La ciudadanía, en el sentido moderno, es un término de la Ilustración. La Declaración de los Derechos del Hombre y del Ciudadano, el «citoyens» de La Marsellesa, no habría sido posible sin Rousseau ni Voltaire, sin todo un siglo de concepción y formulación de la igualdad radical de los seres humanos: somos iguales en derechos porque somos iguales. De ahí nace que el individuo sea por quien es, no por su riqueza o su linaje, el sujeto político.
Si la ciudadanía realmente surge de la Revolución Francesa es de corte burgués, el valor no lo confiere la cuna sino el dinero, el signo de poder en el «nuevo régimen». Los cambios registrados en los últimos tres siglos deberán suponer alguna modificación en el concepto y en la práctica de la ciudadanía.
En mi opinión representa un planteamiento nada subversivo sino continuista, considerar que, puesto que los límites del mundo se han ensanchado, ensanchemos también el censo de la ciudadanía. Es decir, si todos los seres humanos somos iguales, en un mundo global la ciudadanía significa crear las condiciones para que todas las personas accedan y disfruten de todos los derechos que le corresponden, sin excepción, las excepciones matan el principio: si alguien es desigual ya no somos todos iguales.
Parece perogrullo pero así están las cosas, de momento unas personas son «más iguales» que otras y eso es una contradicción de los términos (una tontería conceptual y un escándalo ético). En fin, no es más que el salto del papel a la vida de algo que tiene ya más de medio siglo: la Declaración Universal de los Derechos Humanos.
Los límites citados no son sólo geográficos, también económicos, de género, edad, cultura, y literalmente etcétera: todo lo demás.
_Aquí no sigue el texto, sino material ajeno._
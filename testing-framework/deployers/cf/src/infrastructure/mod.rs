pub mod artifact;
pub mod environment;
pub mod scripts;
pub mod workspace;
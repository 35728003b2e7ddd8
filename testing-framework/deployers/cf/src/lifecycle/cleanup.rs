use std::path::PathBuf;

use testing_framework_core::{CleanupGuard, block_on_detached};
use tracing::{debug, info, warn};

use crate::{cli::CliError, infrastructure::scripts::delete_app};

/// Deletes a pushed app unless preservation is requested.
#[derive(Debug)]
pub struct DeploymentCleanup {
    delete_script: PathBuf,
    app_name: String,
    preserve: bool,
}

impl DeploymentCleanup {
    pub fn new(delete_script: PathBuf, app_name: String, preserve: bool) -> Self {
        debug_assert!(!app_name.is_empty(), "cf cleanup requires an app name");
        Self {
            delete_script,
            app_name,
            preserve,
        }
    }

    pub async fn run(&self) -> Result<(), CliError> {
        if self.preserve {
            info!(app = %self.app_name, "preserve flag set; skipping app deletion");
            return Ok(());
        }

        delete_app(&self.delete_script, &self.app_name).await
    }
}

impl CleanupGuard for DeploymentCleanup {
    fn cleanup(self: Box<Self>) {
        debug!(
            app = %self.app_name,
            script = %self.delete_script.display(),
            preserve = self.preserve,
            "deployment cleanup started"
        );

        let app_name = self.app_name.clone();
        match block_on_detached("cf-fixture-cleanup", async move { self.run().await }) {
            Ok(Ok(())) => {}
            Ok(Err(err)) => warn!(app = %app_name, error = %err, "app deletion failed during cleanup"),
            Err(err) => warn!(app = %app_name, error = ?err, "unable to run cleanup thread"),
        }
    }
}
use std::{env, path::PathBuf};

fn non_empty(key: &str) -> Option<String> {
    env::var(key).ok().filter(|value| !value.is_empty())
}

#[must_use]
pub fn cf_domain() -> Option<String> {
    non_empty("CF_DOMAIN")
}

#[must_use]
pub fn travis_branch() -> Option<String> {
    non_empty("TRAVIS_BRANCH")
}

#[must_use]
pub fn mx_password() -> Option<String> {
    env::var("MX_PASSWORD").ok()
}

#[must_use]
pub fn package_url() -> Option<String> {
    non_empty("PACKAGE_URL")
}

#[must_use]
pub fn cf_cli_bin() -> Option<PathBuf> {
    non_empty("CF_CLI_BIN").map(PathBuf::from)
}

#[must_use]
pub fn cf_create_services_script() -> Option<PathBuf> {
    non_empty("CF_CREATE_SERVICES_SCRIPT").map(PathBuf::from)
}

#[must_use]
pub fn cf_delete_app_script() -> Option<PathBuf> {
    non_empty("CF_DELETE_APP_SCRIPT").map(PathBuf::from)
}

#[must_use]
pub fn cf_app_scheme() -> Option<String> {
    non_empty("CF_APP_SCHEME")
}

#[must_use]
pub fn cf_runner_preserve() -> bool {
    env::var("CF_RUNNER_PRESERVE").is_ok()
}

#[must_use]
pub fn debug_tracing() -> bool {
    env::var("CF_TESTS_TRACING").is_ok_and(|val| val.eq_ignore_ascii_case("true"))
}

#[must_use]
pub fn rust_log() -> Option<String> {
    env::var("RUST_LOG").ok()
}
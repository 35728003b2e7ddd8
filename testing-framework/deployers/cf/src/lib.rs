mod cli;
mod errors;
mod fixture;
mod identity;
mod infrastructure;
mod lifecycle;

pub use cli::{CfCli, CliError, PushRequest};
pub use errors::CfRunnerError;
pub use fixture::CfFixture;
pub use identity::AppIdentity;
pub use infrastructure::{
    artifact::ArtifactError,
    environment::{EnvironmentMap, base_environment, merge_environment},
    workspace::WorkspaceError,
};
pub use testing_framework_config::{
    FixtureSettings, SettingsError,
    constants::{DEFAULT_PROBE_PATH, DEFAULT_PROBE_STATUS},
};
pub use testing_framework_core::http_probe::HttpProbeError;
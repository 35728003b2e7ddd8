use std::collections::BTreeMap;

use serde::Serialize;

/// Environment variables applied to a deployed app, keyed by name.
pub type EnvironmentMap = BTreeMap<String, String>;

#[derive(Serialize)]
struct EnvironmentUpdate<'a> {
    environment_json: &'a EnvironmentMap,
}

/// Variables every fixture deployment starts from.
#[must_use]
pub fn base_environment(password: &str) -> EnvironmentMap {
    [
        ("ADMIN_PASSWORD", password),
        ("DEBUGGER_PASSWORD", password),
        ("DEVELOPMENT_MODE", "true"),
        ("S3_USE_SSE", "true"),
        ("USE_DATA_SNAPSHOT", "true"),
    ]
    .into_iter()
    .map(|(key, value)| (key.to_owned(), value.to_owned()))
    .collect()
}

/// Base environment with `overrides` applied on top; overrides win.
#[must_use]
pub fn merge_environment<I>(password: &str, overrides: I) -> EnvironmentMap
where
    I: IntoIterator<Item = (String, String)>,
{
    let mut environment = base_environment(password);
    environment.extend(overrides);
    environment
}

/// JSON body for `PUT /v2/apps/<guid>`.
pub fn update_body(environment: &EnvironmentMap) -> Result<String, serde_json::Error> {
    serde_json::to_string(&EnvironmentUpdate {
        environment_json: environment,
    })
}

#[must_use]
pub fn app_resource_path(guid: &str) -> String {
    format!("/v2/apps/{guid}")
}
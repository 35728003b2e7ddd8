/// Password used for the admin and debugger accounts when `MX_PASSWORD` is
/// unset.
pub const DEFAULT_MX_PASSWORD: &str = "Y0l0lop13#123";

/// Location that package names are resolved against when `PACKAGE_URL` is
/// unset.
pub const DEFAULT_PACKAGE_BASE_URL: &str = "https://s3-eu-west-1.amazonaws.com/mx-ci-binaries/";

/// Buildpack repository pushed apps are staged with; the branch is appended
/// as a `#<branch>` fragment.
pub const DEFAULT_BUILDPACK_REPO: &str = "https://github.com/mendix/cf-mendix-buildpack.git";

/// Branch used when neither `TRAVIS_BRANCH` nor git can name one.
pub const FALLBACK_BRANCH: &str = "master";

/// Disk quota passed to `cf push -k`.
pub const DEFAULT_DISK_QUOTA: &str = "3G";

/// Memory limit passed to `cf push -m`.
pub const DEFAULT_MEMORY: &str = "2G";

/// Prefix of every generated subdomain.
pub const SUBDOMAIN_PREFIX: &str = "ops-";

/// Number of hex characters kept from the generated UUID.
pub const APP_ID_LEN: usize = 8;

/// Deployment CLI looked up on `PATH` when `CF_CLI_BIN` is unset.
pub const DEFAULT_CF_CLI: &str = "cf";

pub const DEFAULT_CREATE_SERVICES_SCRIPT: &str = "./create-app-services.sh";

pub const DEFAULT_DELETE_APP_SCRIPT: &str = "./delete-app.sh";

/// Scheme used to reach deployed apps.
pub const DEFAULT_APP_SCHEME: &str = "https";

/// Path probed by `assert_app_running` when the caller has no better one.
pub const DEFAULT_PROBE_PATH: &str = "/xas/";

/// Status the default probe path answers with on a running, unauthenticated
/// app.
pub const DEFAULT_PROBE_STATUS: u16 = 401;
//! CLI commands module
//!
//! Contains all CLI command implementations.

pub mod check;

use crate::output::OutputFormat;

/// Shared context for all commands
pub struct Context {
    pub format: OutputFormat,
    pub quiet: bool,
}
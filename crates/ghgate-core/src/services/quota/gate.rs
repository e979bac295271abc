//! Pool classification and go/no-go decision
//!
//! [`QuotaGate`] is the whole decision: map an endpoint onto a pool, read
//! that pool from a snapshot, and compare the remaining percentage against
//! the threshold. It performs no I/O.
//!
//! # Classification
//!
//! An endpoint is charged to the search pool when it starts with one of
//! four spellings of the search resource:
//!
//! ```text
//! search
//! /search
//! api.github.com/search
//! https://api.github.com/search
//! ```
//!
//! Matching is a literal, case-sensitive prefix comparison. Anything that
//! merely begins with those characters counts, so `/search-foo` and
//! `searching-tips` are classified as search too.

use super::provider::QuotaError;
use super::types::{format_reset, Decision, Pool, PoolStatus, QuotaSnapshot};
use crate::config::{host_of, GateConfig, DEFAULT_THRESHOLD_PERCENT};

/// Path segment GitHub serves the search API under
const SEARCH_RESOURCE: &str = "search";

/// Classifies endpoints and decides whether there is enough quota left
#[derive(Debug, Clone, PartialEq, Eq)]
pub struct QuotaGate {
    /// Accepted spellings of the search resource; fixed at construction
    search_prefixes: [String; 4],
    /// Proceed when percent remaining is at or above this
    threshold_percent: u8,
}

impl Default for QuotaGate {
    fn default() -> Self {
        Self::from_config(&GateConfig::default())
    }
}

impl QuotaGate {
    /// Build a gate for the API served at `api_url` (e.g. `https://api.github.com`)
    pub fn new(api_url: &str) -> Self {
        let api_url = api_url.trim_end_matches('/');
        let host = host_of(api_url);

        Self {
            search_prefixes: [
                SEARCH_RESOURCE.to_string(),
                format!("/{}", SEARCH_RESOURCE),
                format!("{}/{}", host, SEARCH_RESOURCE),
                format!("{}/{}", api_url, SEARCH_RESOURCE),
            ],
            threshold_percent: DEFAULT_THRESHOLD_PERCENT,
        }
    }

    /// Build a gate from the API URL and threshold of a config
    pub fn from_config(config: &GateConfig) -> Self {
        Self::new(&config.api_url).with_threshold(config.threshold_percent)
    }

    /// Set the proceed threshold (percent, 0-100)
    pub fn with_threshold(mut self, percent: u8) -> Self {
        self.threshold_percent = percent.min(100);
        self
    }

    pub fn threshold_percent(&self) -> u8 {
        self.threshold_percent
    }

    pub fn search_prefixes(&self) -> &[String] {
        &self.search_prefixes
    }

    /// Decide which pool a request to `endpoint` is charged against
    pub fn classify(&self, endpoint: &str) -> Pool {
        if self
            .search_prefixes
            .iter()
            .any(|prefix| endpoint.starts_with(prefix.as_str()))
        {
            Pool::Search
        } else {
            Pool::Core
        }
    }

    /// Decide whether there is enough of `pool` left in `snapshot`
    ///
    /// # Errors
    ///
    /// - `MissingPool` if the snapshot has no entry for `pool`
    /// - `InvalidSnapshot` if the entry is malformed or cannot produce a percentage
    pub fn decide(&self, pool: Pool, snapshot: &QuotaSnapshot) -> Result<Decision, QuotaError> {
        let status = snapshot.status(pool)?;
        let percent = percent_remaining(&status)?;

        log::debug!(
            "[quota:gate] {} pool: {}/{} remaining ({}%), threshold {}%",
            pool,
            status.remaining,
            status.limit,
            percent,
            self.threshold_percent
        );

        if percent < self.threshold_percent {
            let reset_at = status.reset_at().ok_or_else(|| {
                QuotaError::InvalidSnapshot(format!(
                    "{} pool has an out-of-range reset timestamp {}",
                    pool, status.reset
                ))
            })?;
            let message = format!(
                "The {} rate limit is below {}% ({}% remaining). Try after {}",
                pool,
                self.threshold_percent,
                percent,
                format_reset(reset_at)
            );
            Ok(Decision {
                proceed: false,
                percent_remaining: percent,
                pool,
                reset_at: Some(reset_at),
                message,
            })
        } else {
            let message = format!(
                "The {} rate limit is at or above {}% ({}% remaining). Good to go!",
                pool, self.threshold_percent, percent
            );
            Ok(Decision {
                proceed: true,
                percent_remaining: percent,
                pool,
                reset_at: None,
                message,
            })
        }
    }

    /// Classify `endpoint` and decide against its pool
    pub fn evaluate(&self, endpoint: &str, snapshot: &QuotaSnapshot) -> Result<Decision, QuotaError> {
        self.decide(self.classify(endpoint), snapshot)
    }
}

/// `floor(100 * remaining / limit)`
///
/// Truncates: 99 of 1000 is 9, not 10.
pub fn percent_remaining(status: &PoolStatus) -> Result<u8, QuotaError> {
    if status.limit == 0 {
        return Err(QuotaError::InvalidSnapshot("limit is zero".to_string()));
    }
    if status.remaining > status.limit {
        return Err(QuotaError::InvalidSnapshot(format!(
            "remaining ({}) exceeds limit ({})",
            status.remaining, status.limit
        )));
    }

    let percent = u128::from(status.remaining) * 100 / u128::from(status.limit);
    // remaining <= limit keeps this within 0..=100
    Ok(percent as u8)
}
Si el patrón es varón, blanco, heterosexual, rico, sano y poderoso, ¿dónde queda la ciudadanía de quienes no detentamos alguna, algunas o ninguna de esas características?
Igualdad desigualmente repartida
La Ley de Ordenación de la Educación (LOE) afirma que ?la finalidad de la educación para la ciudadanía consiste en ofrecer a todos los estudiantes un espacio de reflexión y análisis sobre las características y el funcionamiento de los regímenes democráticos, de los principios y derechos establecidos en la Constitución española y en los tratados y en las declaraciones universales de los derechos humanos, así como de los valores comunes de la ciudadanía democrática en un contexto global??. Es decir, a tener las herramientas y habilidades para circular por el mundo tal y como está constituido. De alguna manera, para eso han servido siempre las reglas de urbanidad: para circular sin chocar. Respetar no sólo a los demás, sino a las normas establecidas.
Si continuamos considerando que el meollo de la ciudadanía es la igualdad, habrá que concluir que, hoy por hoy, ésta no es una condición lograda, sino una por alcanzar; lo que significa que en parte, hay que aprender y en mucha parte, construir y reivindicar. Que no es ni más ni menos que construir y reivindicar igualdad. Tal como están las cosas eso se traduce en poca urbanidad. Habrá que contravenir las normas de una sociedad, de una organización del mundo que se sustenta en estructuras de desigualdad e injusticia.
La educación para la ciudadanía, con una dimensión global, si es coherente con sus orígenes no ha de ser para la integración, sino para la subversión, puesto que vivimos en una organización con cimientos de injusticia. Lo que se trata es construir una igualdad estructural, política, económica, lingüística: REAL. Además de aprender las normas para circular en esta sociedad, hará falta proporcionar instrumentos para la crítica y la acción. En definitiva, para ejercer y tomar el poder ciudadanil.
Ojalá que la nueva asignatura contribuya a construir una ciudadanía más «cronopia» que de «fama».